:: MATERIAL FOR THIS TASK

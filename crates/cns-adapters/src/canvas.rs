//! Canvas LMS REST client.

use std::collections::{BTreeMap, HashSet};
use std::sync::Arc;

use async_trait::async_trait;
use chrono::{DateTime, SecondsFormat, Utc};
use cns_core::{Assignment, Course, SubmissionSnapshot};
use cns_storage::{ApiRequest, HttpFetcher};
use scraper::{Html, Node};
use serde::de::DeserializeOwned;
use tracing::{debug, warn};

use crate::{SourceApi, SourceError};

const SCOPE: &str = "canvas";
const PAGE_SIZE: &str = "100";

/// Elements whose boundaries separate words in the rendered text.
const BLOCK_TAGS: [&str; 16] = [
    "p", "div", "br", "li", "ul", "ol", "tr", "td", "th", "h1", "h2", "h3", "h4", "h5", "h6",
    "blockquote",
];

/// Elements whose text is never rendered.
const SKIPPED_TAGS: [&str; 2] = ["script", "style"];

#[derive(Debug, Clone)]
pub struct CanvasConfig {
    pub base_url: String,
    pub token: String,
}

#[derive(Debug, Clone)]
pub struct CanvasClient {
    http: Arc<HttpFetcher>,
    base_url: String,
    token: String,
}

impl CanvasClient {
    pub fn new(config: CanvasConfig, http: Arc<HttpFetcher>) -> Self {
        Self {
            http,
            base_url: config.base_url.trim_end_matches('/').to_string(),
            token: config.token,
        }
    }

    fn api_url(&self, path: &str) -> String {
        format!("{}/api/v1{path}", self.base_url)
    }

    /// Follow `rel="next"` links until the listing is exhausted.
    async fn get_paginated<T: DeserializeOwned>(
        &self,
        first: ApiRequest,
    ) -> Result<Vec<T>, SourceError> {
        let mut items = Vec::new();
        let mut seen = HashSet::new();
        let mut next = Some(first);

        while let Some(request) = next.take() {
            if !seen.insert(request.url.clone()) && request.query.is_empty() {
                warn!(url = %request.url, "pagination loop detected; stopping");
                break;
            }
            let resp = self.http.send(SCOPE, &request).await?;
            let page: Vec<T> = resp.json()?;
            debug!(url = %resp.final_url, count = page.len(), "fetched page");
            items.extend(page);
            // the next link already carries the query string
            next = resp
                .next_link
                .map(|url| ApiRequest::get(url).bearer(self.token.clone()));
        }

        Ok(items)
    }
}

#[async_trait]
impl SourceApi for CanvasClient {
    async fn get_course(&self, course_id: u64) -> Result<Course, SourceError> {
        let request = ApiRequest::get(self.api_url(&format!("/courses/{course_id}")))
            .bearer(self.token.clone());
        let resp = self.http.send(SCOPE, &request).await?;
        Ok(resp.json()?)
    }

    async fn list_assignments(&self, course_id: u64) -> Result<Vec<Assignment>, SourceError> {
        let request = ApiRequest::get(self.api_url(&format!("/courses/{course_id}/assignments")))
            .bearer(self.token.clone())
            .query("per_page", PAGE_SIZE)
            .query("include[]", "submission");
        self.get_paginated(request).await
    }

    async fn list_submissions_since(
        &self,
        course_id: u64,
        since: DateTime<Utc>,
    ) -> Result<Vec<SubmissionSnapshot>, SourceError> {
        let since = since.to_rfc3339_opts(SecondsFormat::Secs, true);
        let url = self.api_url(&format!("/courses/{course_id}/students/submissions"));

        let mut by_assignment: BTreeMap<u64, SubmissionSnapshot> = BTreeMap::new();
        // graded results go last so they win over the submitted view of the same row
        for filter in ["submitted_since", "graded_since"] {
            let request = ApiRequest::get(url.clone())
                .bearer(self.token.clone())
                .query("student_ids[]", "self")
                .query(filter, since.clone())
                .query("include[]", "assignment")
                .query("per_page", PAGE_SIZE);
            let page: Vec<SubmissionSnapshot> = self.get_paginated(request).await?;
            for submission in page {
                match submission.resolved_assignment_id() {
                    Some(id) => {
                        by_assignment.insert(id, submission);
                    }
                    None => debug!(course_id, "submission without assignment id ignored"),
                }
            }
        }

        Ok(by_assignment.into_values().collect())
    }
}

/// Render an HTML description as plain text with collapsed whitespace.
pub fn html_to_text(html: &str) -> String {
    let fragment = Html::parse_fragment(html);
    let mut out = String::new();
    for node in fragment.root_element().descendants() {
        let skipped = node.ancestors().any(|ancestor| {
            ancestor
                .value()
                .as_element()
                .is_some_and(|el| SKIPPED_TAGS.contains(&el.name()))
        });
        match node.value() {
            Node::Text(text) if !skipped => out.push_str(text),
            Node::Element(el) if BLOCK_TAGS.contains(&el.name()) => out.push(' '),
            _ => {}
        }
    }
    out.split_whitespace().collect::<Vec<_>>().join(" ")
}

::::

Where the string "include" occurs in a line of the material above, copy the whole line.

            .query("include[]", "submission");
                .query("include[]", "assignment")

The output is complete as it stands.